● Problem description: Report every line of the records below that contains the word "crate".

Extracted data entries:
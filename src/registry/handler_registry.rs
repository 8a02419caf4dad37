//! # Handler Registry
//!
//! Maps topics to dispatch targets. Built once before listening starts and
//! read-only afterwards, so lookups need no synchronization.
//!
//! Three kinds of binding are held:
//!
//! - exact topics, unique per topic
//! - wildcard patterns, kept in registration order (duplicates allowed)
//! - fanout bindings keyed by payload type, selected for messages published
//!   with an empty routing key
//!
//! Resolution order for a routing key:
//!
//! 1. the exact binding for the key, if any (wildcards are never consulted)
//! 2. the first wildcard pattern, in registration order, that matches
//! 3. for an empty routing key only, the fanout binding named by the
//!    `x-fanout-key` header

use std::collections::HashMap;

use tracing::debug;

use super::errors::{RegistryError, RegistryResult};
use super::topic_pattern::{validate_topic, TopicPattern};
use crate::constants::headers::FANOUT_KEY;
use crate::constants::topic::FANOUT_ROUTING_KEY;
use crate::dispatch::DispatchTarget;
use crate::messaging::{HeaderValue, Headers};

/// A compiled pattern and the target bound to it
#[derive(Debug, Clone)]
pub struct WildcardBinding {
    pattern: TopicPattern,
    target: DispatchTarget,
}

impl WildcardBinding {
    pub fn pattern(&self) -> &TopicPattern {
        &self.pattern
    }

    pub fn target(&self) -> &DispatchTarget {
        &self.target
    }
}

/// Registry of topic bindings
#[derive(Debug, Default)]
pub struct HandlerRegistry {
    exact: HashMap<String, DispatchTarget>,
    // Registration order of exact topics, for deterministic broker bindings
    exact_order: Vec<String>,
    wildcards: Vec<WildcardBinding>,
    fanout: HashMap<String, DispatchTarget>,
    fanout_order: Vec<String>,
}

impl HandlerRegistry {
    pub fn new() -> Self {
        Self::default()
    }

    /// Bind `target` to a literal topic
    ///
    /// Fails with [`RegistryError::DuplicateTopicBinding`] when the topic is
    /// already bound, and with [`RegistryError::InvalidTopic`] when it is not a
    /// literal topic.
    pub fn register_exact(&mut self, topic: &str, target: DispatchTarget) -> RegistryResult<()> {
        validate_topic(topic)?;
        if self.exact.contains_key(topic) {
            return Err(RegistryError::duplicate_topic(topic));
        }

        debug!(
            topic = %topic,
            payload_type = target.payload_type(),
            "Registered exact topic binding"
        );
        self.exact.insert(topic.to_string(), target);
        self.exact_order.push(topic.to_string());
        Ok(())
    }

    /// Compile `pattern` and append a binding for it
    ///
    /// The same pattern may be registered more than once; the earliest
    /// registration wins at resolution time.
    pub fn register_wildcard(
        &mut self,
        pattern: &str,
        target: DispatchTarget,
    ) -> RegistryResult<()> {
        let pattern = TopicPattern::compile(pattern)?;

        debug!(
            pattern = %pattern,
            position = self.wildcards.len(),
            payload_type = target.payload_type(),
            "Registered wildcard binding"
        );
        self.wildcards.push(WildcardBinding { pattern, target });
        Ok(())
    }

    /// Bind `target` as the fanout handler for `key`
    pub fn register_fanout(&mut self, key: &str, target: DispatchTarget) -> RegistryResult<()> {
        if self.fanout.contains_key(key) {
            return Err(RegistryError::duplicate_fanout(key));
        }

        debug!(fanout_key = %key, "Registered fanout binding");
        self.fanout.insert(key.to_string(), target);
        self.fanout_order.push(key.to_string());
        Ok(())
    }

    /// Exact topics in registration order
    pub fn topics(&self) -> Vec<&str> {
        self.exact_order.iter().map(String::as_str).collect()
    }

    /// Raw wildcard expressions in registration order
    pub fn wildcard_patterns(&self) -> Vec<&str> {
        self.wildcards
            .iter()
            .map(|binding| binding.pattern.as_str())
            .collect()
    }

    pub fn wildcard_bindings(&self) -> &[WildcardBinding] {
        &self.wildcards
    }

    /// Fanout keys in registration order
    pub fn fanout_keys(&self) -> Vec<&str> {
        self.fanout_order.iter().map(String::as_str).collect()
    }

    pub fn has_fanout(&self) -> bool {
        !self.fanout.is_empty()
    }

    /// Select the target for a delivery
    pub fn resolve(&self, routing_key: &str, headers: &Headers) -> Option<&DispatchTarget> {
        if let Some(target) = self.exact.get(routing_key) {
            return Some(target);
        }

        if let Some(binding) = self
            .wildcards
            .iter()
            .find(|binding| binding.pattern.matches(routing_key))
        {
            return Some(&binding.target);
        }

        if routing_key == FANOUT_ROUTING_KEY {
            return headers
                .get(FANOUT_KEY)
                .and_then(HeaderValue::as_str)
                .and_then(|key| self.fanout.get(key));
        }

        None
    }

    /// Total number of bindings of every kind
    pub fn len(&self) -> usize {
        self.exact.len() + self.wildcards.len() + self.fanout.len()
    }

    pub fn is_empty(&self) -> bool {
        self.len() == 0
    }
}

● Completed task:
use crate::constants::headers::FANOUT_KEY;
use crate::constants::topic::FANOUT_ROUTING_KEY;
use crate::dispatch::DispatchTarget;
use crate::messaging::{HeaderValue, Headers};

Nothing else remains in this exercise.